■ The problem ■
Only the number is needed. Please count the lines below in which the word "format" occurs.

■ Collected data entries ■

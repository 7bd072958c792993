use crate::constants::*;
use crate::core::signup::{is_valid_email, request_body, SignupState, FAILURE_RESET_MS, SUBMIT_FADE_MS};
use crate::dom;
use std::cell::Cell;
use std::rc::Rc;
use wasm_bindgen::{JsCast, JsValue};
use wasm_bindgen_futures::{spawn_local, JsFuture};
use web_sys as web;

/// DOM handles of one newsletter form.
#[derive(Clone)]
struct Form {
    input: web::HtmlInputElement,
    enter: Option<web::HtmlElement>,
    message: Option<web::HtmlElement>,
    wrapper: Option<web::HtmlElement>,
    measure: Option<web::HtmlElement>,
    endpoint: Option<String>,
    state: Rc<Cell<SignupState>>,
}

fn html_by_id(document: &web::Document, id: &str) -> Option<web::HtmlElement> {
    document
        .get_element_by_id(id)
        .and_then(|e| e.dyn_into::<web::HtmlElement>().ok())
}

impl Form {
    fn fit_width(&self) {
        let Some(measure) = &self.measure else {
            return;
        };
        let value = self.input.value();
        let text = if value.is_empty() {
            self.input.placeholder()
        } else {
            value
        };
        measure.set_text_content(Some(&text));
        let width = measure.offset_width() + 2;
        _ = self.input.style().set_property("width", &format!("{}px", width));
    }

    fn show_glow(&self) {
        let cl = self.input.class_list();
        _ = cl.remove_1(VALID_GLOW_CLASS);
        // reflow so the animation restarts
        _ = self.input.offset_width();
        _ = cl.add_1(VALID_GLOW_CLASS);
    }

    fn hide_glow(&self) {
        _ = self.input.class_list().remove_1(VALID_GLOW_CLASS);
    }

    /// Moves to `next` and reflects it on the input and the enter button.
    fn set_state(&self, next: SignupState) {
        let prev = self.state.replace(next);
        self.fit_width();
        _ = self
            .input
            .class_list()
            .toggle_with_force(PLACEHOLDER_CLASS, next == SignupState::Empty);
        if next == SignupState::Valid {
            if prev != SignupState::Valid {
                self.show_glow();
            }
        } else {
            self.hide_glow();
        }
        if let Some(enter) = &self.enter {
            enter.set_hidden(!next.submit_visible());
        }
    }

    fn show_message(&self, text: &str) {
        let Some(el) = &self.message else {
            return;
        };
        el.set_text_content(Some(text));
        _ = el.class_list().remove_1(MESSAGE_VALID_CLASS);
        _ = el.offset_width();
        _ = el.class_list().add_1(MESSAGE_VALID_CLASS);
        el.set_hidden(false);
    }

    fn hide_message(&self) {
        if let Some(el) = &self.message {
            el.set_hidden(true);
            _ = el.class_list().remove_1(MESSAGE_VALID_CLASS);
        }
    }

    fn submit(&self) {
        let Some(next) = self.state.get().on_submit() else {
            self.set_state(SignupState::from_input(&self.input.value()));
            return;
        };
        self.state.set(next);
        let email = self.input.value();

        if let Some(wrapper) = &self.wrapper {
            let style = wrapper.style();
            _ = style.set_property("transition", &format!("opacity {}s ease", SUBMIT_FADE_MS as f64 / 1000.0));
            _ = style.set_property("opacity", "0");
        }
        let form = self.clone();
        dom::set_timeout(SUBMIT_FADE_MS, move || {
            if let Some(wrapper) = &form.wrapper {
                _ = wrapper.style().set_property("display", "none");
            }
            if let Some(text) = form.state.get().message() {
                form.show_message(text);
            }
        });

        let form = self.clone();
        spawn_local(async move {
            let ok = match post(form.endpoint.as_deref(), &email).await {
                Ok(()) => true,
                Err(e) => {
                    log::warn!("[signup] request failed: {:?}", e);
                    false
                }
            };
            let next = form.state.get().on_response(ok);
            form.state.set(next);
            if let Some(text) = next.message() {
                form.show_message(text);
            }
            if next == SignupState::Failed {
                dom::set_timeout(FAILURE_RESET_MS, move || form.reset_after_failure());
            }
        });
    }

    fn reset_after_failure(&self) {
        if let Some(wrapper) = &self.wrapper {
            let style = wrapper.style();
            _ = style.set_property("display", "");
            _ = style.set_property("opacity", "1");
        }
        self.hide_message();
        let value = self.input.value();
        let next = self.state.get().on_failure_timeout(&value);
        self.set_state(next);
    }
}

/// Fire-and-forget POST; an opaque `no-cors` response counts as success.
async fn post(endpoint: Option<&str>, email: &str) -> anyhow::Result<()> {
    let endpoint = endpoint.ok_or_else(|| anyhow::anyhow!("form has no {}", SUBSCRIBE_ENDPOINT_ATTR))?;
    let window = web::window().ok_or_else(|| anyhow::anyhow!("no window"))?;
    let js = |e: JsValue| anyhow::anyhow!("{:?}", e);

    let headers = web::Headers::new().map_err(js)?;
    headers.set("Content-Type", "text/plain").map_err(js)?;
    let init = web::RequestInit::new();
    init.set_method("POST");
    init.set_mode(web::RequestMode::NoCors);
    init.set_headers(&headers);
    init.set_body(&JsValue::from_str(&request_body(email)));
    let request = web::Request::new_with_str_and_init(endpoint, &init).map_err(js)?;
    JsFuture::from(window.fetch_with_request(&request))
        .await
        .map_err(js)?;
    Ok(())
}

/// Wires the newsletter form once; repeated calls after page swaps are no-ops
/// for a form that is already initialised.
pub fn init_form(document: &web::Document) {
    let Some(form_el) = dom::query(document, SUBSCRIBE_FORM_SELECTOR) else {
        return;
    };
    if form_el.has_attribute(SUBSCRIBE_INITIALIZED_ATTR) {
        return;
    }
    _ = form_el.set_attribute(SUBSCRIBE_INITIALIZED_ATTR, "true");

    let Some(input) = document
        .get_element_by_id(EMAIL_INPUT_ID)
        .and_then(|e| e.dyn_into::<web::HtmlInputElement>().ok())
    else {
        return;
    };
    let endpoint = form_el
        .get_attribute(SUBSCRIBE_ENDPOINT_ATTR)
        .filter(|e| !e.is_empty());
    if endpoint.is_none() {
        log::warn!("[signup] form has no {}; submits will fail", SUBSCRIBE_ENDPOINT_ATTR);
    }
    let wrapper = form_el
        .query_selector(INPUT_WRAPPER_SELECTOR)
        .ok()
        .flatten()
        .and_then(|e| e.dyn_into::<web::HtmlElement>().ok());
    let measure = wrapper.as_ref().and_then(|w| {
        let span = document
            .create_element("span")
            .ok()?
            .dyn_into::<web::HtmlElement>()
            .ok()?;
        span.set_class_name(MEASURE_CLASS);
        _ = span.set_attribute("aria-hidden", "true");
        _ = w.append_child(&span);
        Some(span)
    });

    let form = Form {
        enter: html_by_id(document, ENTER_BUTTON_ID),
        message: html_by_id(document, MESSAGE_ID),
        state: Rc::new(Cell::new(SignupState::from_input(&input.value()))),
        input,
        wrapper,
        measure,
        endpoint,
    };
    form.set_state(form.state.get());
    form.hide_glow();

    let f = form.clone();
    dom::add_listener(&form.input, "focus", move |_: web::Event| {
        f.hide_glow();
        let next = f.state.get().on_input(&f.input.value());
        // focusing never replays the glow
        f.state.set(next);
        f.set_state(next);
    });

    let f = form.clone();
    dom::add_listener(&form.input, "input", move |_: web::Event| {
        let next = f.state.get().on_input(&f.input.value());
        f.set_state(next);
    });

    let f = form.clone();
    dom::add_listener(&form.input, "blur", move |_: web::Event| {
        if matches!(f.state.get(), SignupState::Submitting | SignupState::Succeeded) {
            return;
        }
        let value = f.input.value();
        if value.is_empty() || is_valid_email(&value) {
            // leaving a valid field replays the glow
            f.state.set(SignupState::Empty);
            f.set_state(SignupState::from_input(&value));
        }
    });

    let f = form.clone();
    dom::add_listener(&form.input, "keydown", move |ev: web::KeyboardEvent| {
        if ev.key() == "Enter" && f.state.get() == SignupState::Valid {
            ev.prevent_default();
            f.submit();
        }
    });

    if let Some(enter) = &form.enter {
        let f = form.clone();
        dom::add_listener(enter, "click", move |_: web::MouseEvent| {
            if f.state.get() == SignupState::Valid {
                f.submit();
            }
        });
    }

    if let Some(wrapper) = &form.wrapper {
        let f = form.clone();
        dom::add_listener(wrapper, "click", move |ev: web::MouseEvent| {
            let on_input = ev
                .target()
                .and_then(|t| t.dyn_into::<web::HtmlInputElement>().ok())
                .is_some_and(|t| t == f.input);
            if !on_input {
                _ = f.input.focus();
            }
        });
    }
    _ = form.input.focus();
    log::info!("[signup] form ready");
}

■ Problem solution ■
2